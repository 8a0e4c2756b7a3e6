//! Error types for the catalog store.

use thiserror::Error;

/// Result type alias for catalog operations.
pub type CatalogResult<T> = Result<T, CatalogError>;

/// Errors that can occur while reading or mutating the catalog.
#[derive(Debug, Error)]
pub enum CatalogError {
    #[error("failed to open database: {0}")]
    Open(String),

    #[error("transaction error: {0}")]
    Transaction(String),

    #[error("table error: {0}")]
    Table(String),

    #[error("read error: {0}")]
    Read(String),

    #[error("write error: {0}")]
    Write(String),

    #[error("serialization error: {0}")]
    Serialize(String),

    #[error("deserialization error: {0}")]
    Deserialize(String),

    #[error("not found: {0}")]
    NotFound(String),

    /// The stored record no longer matches the caller's view of it.
    #[error("metadata conflict: {0}")]
    Conflict(String),
}

impl CatalogError {
    /// True for failures caused by a concurrent metadata change.
    pub fn is_conflict(&self) -> bool {
        matches!(self, CatalogError::Conflict(_))
    }
}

EXERCISE DESCRIPTION: Nothing is to be left out: set down all the records again exactly.

SOLVED PROBLEM:
repository 8a0e4c2756b7a3e6
//! Error types for the catalog store.

use thiserror::Error;

/// Result type alias for catalog operations.
pub type CatalogResult<T> = Result<T, CatalogError>;

/// Errors that can occur while reading or mutating the catalog.
#[derive(Debug, Error)]
pub enum CatalogError {
    #[error("failed to open database: {0}")]
    Open(String),

    #[error("transaction error: {0}")]
    Transaction(String),

    #[error("table error: {0}")]
    Table(String),

    #[error("read error: {0}")]
    Read(String),

    #[error("write error: {0}")]
    Write(String),

    #[error("serialization error: {0}")]
    Serialize(String),

    #[error("deserialization error: {0}")]
    Deserialize(String),

    #[error("not found: {0}")]
    NotFound(String),

    /// The stored record no longer matches the caller's view of it.
    #[error("metadata conflict: {0}")]
    Conflict(String),
}

impl CatalogError {
    /// True for failures caused by a concurrent metadata change.
    pub fn is_conflict(&self) -> bool {
        matches!(self, CatalogError::Conflict(_))
    }
}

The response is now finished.